(MATERIAL TO PROCESS)
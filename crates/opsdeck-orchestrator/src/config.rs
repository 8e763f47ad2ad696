//! Orchestrator configuration.
//!
//! Built once at startup from environment variables. `from_lookup` takes the
//! variable source as a function so tests never touch the process environment.

use std::fmt;
use std::path::{Path, PathBuf};
use std::time::Duration;

pub const DEFAULT_MAX_RUNS: usize = 40;
pub const DEFAULT_MAX_OUTPUT_CHARS: usize = 60_000;
pub const MIN_OUTPUT_CHARS: usize = 1024;
pub const DEFAULT_WORKSPACE_DIR_NAME: &str = "ghostai-x-bot";

pub const DEFAULT_NODE_BIN: &str = "node";
pub const DEFAULT_AI_PROVIDER: &str = "openai";
pub const DEFAULT_OPENAI_MODEL: &str = "gpt-5.2";
pub const DEFAULT_DASHBOARD_URL: &str = "http://localhost:3000";
pub const DEV_FALLBACK_SECRET: &str = "ghostai-dev-token";

/// Values injected into task environments. Each has a documented default.
#[derive(Clone, PartialEq, Eq)]
pub struct TaskEnv {
    pub node_bin: String,
    pub ai_provider: String,
    pub openai_model: String,
    pub dashboard_url: String,
    pub dashboard_secret: String,
}

impl Default for TaskEnv {
    fn default() -> Self {
        Self {
            node_bin: DEFAULT_NODE_BIN.to_string(),
            ai_provider: DEFAULT_AI_PROVIDER.to_string(),
            openai_model: DEFAULT_OPENAI_MODEL.to_string(),
            dashboard_url: DEFAULT_DASHBOARD_URL.to_string(),
            dashboard_secret: DEV_FALLBACK_SECRET.to_string(),
        }
    }
}

impl fmt::Debug for TaskEnv {
    fn fmt(&self, f: &mut fmt::Formatter<'_>) -> fmt::Result {
        f.debug_struct("TaskEnv")
            .field("node_bin", &self.node_bin)
            .field("ai_provider", &self.ai_provider)
            .field("openai_model", &self.openai_model)
            .field("dashboard_url", &self.dashboard_url)
            .field(
                "dashboard_secret",
                &opsdeck_observability::redact_text(&self.dashboard_secret),
            )
            .finish()
    }
}

#[derive(Debug, Clone, PartialEq, Eq)]
pub struct OrchestratorConfig {
    /// Fixed external working root every task runs in.
    pub workspace_root: PathBuf,
    /// Most-recent runs retained by the ledger.
    pub max_runs: usize,
    /// Cap on each run's output buffer, in characters.
    pub max_output_chars: usize,
    /// `None` lets a task run to natural completion.
    pub task_timeout: Option<Duration>,
    pub task_env: TaskEnv,
}

impl OrchestratorConfig {
    pub fn from_env() -> Self {
        Self::from_lookup(|key| std::env::var(key).ok())
    }

    pub fn from_lookup(lookup: impl Fn(&str) -> Option<String>) -> Self {
        let get = |key: &str| {
            lookup(key)
                .map(|value| value.trim().to_string())
                .filter(|value| !value.is_empty())
        };

        let cwd = std::env::current_dir().unwrap_or_else(|_| PathBuf::from("."));
        let workspace_root = get("OPSDECK_WORKSPACE_ROOT")
            .or_else(|| get("BOT_COMMAND_ROOT"))
            .map(|raw| absolutize(&cwd, Path::new(&raw)))
            .unwrap_or_else(|| default_workspace_root(&cwd));

        let max_runs = get("OPSDECK_MAX_RUNS")
            .and_then(|raw| raw.parse::<usize>().ok())
            .unwrap_or(DEFAULT_MAX_RUNS)
            .max(1);
        let max_output_chars = get("OPSDECK_MAX_OUTPUT_CHARS")
            .and_then(|raw| raw.parse::<usize>().ok())
            .unwrap_or(DEFAULT_MAX_OUTPUT_CHARS)
            .max(MIN_OUTPUT_CHARS);
        let task_timeout = get("OPSDECK_TASK_TIMEOUT_SECS")
            .and_then(|raw| raw.parse::<u64>().ok())
            .filter(|secs| *secs > 0)
            .map(Duration::from_secs);

        let defaults = TaskEnv::default();
        let task_env = TaskEnv {
            node_bin: get("OPSDECK_NODE_BIN").unwrap_or(defaults.node_bin),
            ai_provider: get("AI_PROVIDER").unwrap_or(defaults.ai_provider),
            openai_model: get("OPENAI_MODEL").unwrap_or(defaults.openai_model),
            dashboard_url: get("DASHBOARD_URL").unwrap_or(defaults.dashboard_url),
            dashboard_secret: get("DASHBOARD_SECRET").unwrap_or(defaults.dashboard_secret),
        };

        Self {
            workspace_root,
            max_runs,
            max_output_chars,
            task_timeout,
            task_env,
        }
    }

    /// Defaults with an explicit workspace root.
    pub fn for_workspace(workspace_root: impl Into<PathBuf>) -> Self {
        Self {
            workspace_root: workspace_root.into(),
            max_runs: DEFAULT_MAX_RUNS,
            max_output_chars: DEFAULT_MAX_OUTPUT_CHARS,
            task_timeout: None,
            task_env: TaskEnv::default(),
        }
    }

    pub fn with_workspace_root(mut self, workspace_root: impl Into<PathBuf>) -> Self {
        let cwd = std::env::current_dir().unwrap_or_else(|_| PathBuf::from("."));
        self.workspace_root = absolutize(&cwd, &workspace_root.into());
        self
    }
}

fn default_workspace_root(cwd: &Path) -> PathBuf {
    let parent = cwd.parent().unwrap_or(cwd);
    parent.join(DEFAULT_WORKSPACE_DIR_NAME)
}

fn absolutize(cwd: &Path, path: &Path) -> PathBuf {
    if path.is_absolute() {
        path.to_path_buf()
    } else {
        cwd.join(path)
    }
}
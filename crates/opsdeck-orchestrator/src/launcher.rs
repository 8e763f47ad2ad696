//! Process launcher.
//!
//! Spawns the plan as a child process and returns immediately. A supervisor
//! task pumps both pipes into the ledger and records the terminal transition
//! only after the exit status is known and both pipes have drained.

use std::process::Stdio;
use std::time::Duration;

use opsdeck_observability::{emit_lifecycle, LifecycleEvent, ProcessKind, RunRecord};
use tokio::io::{AsyncRead, AsyncReadExt};
use tokio::process::{Child, Command};
use tokio::task::JoinHandle;
use tracing::Level;

use crate::error::{OrchestratorError, SYNTHETIC_FAILURE_EXIT_CODE, TIMEOUT_EXIT_CODE};
use crate::ledger::RunLedger;
use crate::model::InvocationPlan;
use crate::output::StreamDecoder;

const READ_CHUNK_BYTES: usize = 4096;
/// How long pipe readers may keep draining after the child is gone.
const DRAIN_GRACE: Duration = Duration::from_secs(5);

#[derive(Debug, Clone)]
pub struct ProcessLauncher {
    ledger: RunLedger,
    timeout: Option<Duration>,
    process: ProcessKind,
}

enum Outcome {
    Exited(std::io::Result<std::process::ExitStatus>),
    TimedOut(Duration),
}

impl ProcessLauncher {
    pub fn new(ledger: RunLedger, timeout: Option<Duration>, process: ProcessKind) -> Self {
        Self {
            ledger,
            timeout,
            process,
        }
    }

    /// Start `plan` for an already registered run.
    ///
    /// A spawn failure is recorded on the run before it is returned, so the
    /// caller only needs the error for reporting.
    pub async fn launch(
        &self,
        plan: &InvocationPlan,
        run_id: &str,
    ) -> Result<(), OrchestratorError> {
        let mut command = Command::new(&plan.executable);
        command
            .args(&plan.arguments)
            .current_dir(&plan.working_directory)
            .envs(&plan.environment_overrides)
            .stdin(Stdio::null())
            .stdout(Stdio::piped())
            .stderr(Stdio::piped())
            .kill_on_drop(true);

        let child = match command.spawn() {
            Ok(child) => child,
            Err(source) => {
                let err = OrchestratorError::LaunchFailure {
                    executable: plan.executable.clone(),
                    source,
                };
                self.ledger.fail(run_id, &err.to_string()).await;
                emit_lifecycle(
                    Level::ERROR,
                    self.process,
                    LifecycleEvent::RunLaunchFailed,
                    RunRecord {
                        run_id: Some(run_id),
                        status: Some("failed"),
                        error_code: Some(err.code()),
                        detail: Some(&err.to_string()),
                        ..Default::default()
                    },
                );
                return Err(err);
            }
        };

        let pid = child.id();
        emit_lifecycle(
            Level::INFO,
            self.process,
            LifecycleEvent::RunSpawned,
            RunRecord {
                run_id: Some(run_id),
                status: Some("running"),
                detail: pid.map(|pid| format!("pid={pid}")).as_deref(),
                ..Default::default()
            },
        );

        tokio::spawn(supervise(
            self.ledger.clone(),
            run_id.to_string(),
            child,
            self.timeout,
            self.process,
        ));
        Ok(())
    }
}

async fn supervise(
    ledger: RunLedger,
    run_id: String,
    mut child: Child,
    timeout: Option<Duration>,
    process: ProcessKind,
) {
    let readers: Vec<JoinHandle<()>> = [
        child
            .stdout
            .take()
            .map(|stdout| tokio::spawn(pump(ledger.clone(), run_id.clone(), stdout))),
        child
            .stderr
            .take()
            .map(|stderr| tokio::spawn(pump(ledger.clone(), run_id.clone(), stderr))),
    ]
    .into_iter()
    .flatten()
    .collect();

    let outcome = match timeout {
        Some(limit) => match tokio::time::timeout(limit, child.wait()).await {
            Ok(status) => Outcome::Exited(status),
            Err(_) => {
                if let Err(err) = child.kill().await {
                    tracing::warn!(run_id = %run_id, error = %err, "failed to kill timed out run");
                }
                Outcome::TimedOut(limit)
            }
        },
        None => Outcome::Exited(child.wait().await),
    };

    for mut reader in readers {
        if tokio::time::timeout(DRAIN_GRACE, &mut reader).await.is_err() {
            tracing::debug!(run_id = %run_id, "output pipe still open after exit; detaching");
            reader.abort();
        }
    }

    let (event, level, finished, error_code) = match outcome {
        Outcome::Exited(Ok(status)) => {
            let code = status.code().unwrap_or(SYNTHETIC_FAILURE_EXIT_CODE);
            let level = if code == 0 { Level::INFO } else { Level::WARN };
            (LifecycleEvent::RunFinished, level, ledger.complete(&run_id, code).await, None)
        }
        Outcome::Exited(Err(err)) => {
            let err = OrchestratorError::RuntimeFailure(err.to_string());
            let finished = ledger.fail(&run_id, &err.to_string()).await;
            (LifecycleEvent::RunFinished, Level::ERROR, finished, Some(err.code()))
        }
        Outcome::TimedOut(limit) => {
            ledger
                .append_output(
                    &run_id,
                    &format!("\n[timed out after {}s]\n", limit.as_secs()),
                )
                .await;
            let finished = ledger.complete(&run_id, TIMEOUT_EXIT_CODE).await;
            (LifecycleEvent::RunTimedOut, Level::WARN, finished, Some("TIMEOUT"))
        }
    };

    let Some(view) = finished else {
        tracing::debug!(run_id = %run_id, "run already terminal");
        return;
    };
    let detail = view.exit_code.map(|code| format!("exit_code={code}"));
    emit_lifecycle(
        level,
        process,
        event,
        RunRecord {
            task_id: Some(&view.task_id),
            run_id: Some(&view.id),
            status: Some(view.status.as_str()),
            error_code,
            detail: detail.as_deref(),
        },
    );
}

async fn pump<R>(ledger: RunLedger, run_id: String, mut reader: R)
where
    R: AsyncRead + Unpin,
{
    let mut buf = [0u8; READ_CHUNK_BYTES];
    let mut decoder = StreamDecoder::new();
    loop {
        match reader.read(&mut buf).await {
            Ok(0) => break,
            Ok(n) => {
                let text = decoder.push(&buf[..n]);
                if !text.is_empty() {
                    ledger.append_output(&run_id, &text).await;
                }
            }
            Err(err) => {
                tracing::debug!(run_id = %run_id, error = %err, "output pipe read failed");
                break;
            }
        }
    }
    let rest = decoder.finish();
    if !rest.is_empty() {
        ledger.append_output(&run_id, &rest).await;
    }
}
(End MATERIAL TO PROCESS)
**AIM OF THE TASK**
Your reply must contain exactly the lines from the first line of the data through the line holding "Built once at", and nothing more.

**EXERCISE RESULT**
filename crates/opsdeck-orchestrator/src/config.rs
repository 8e763f47ad2ad696
//! Orchestrator configuration.
//!
//! Built once at startup from environment variables. `from_lookup` takes the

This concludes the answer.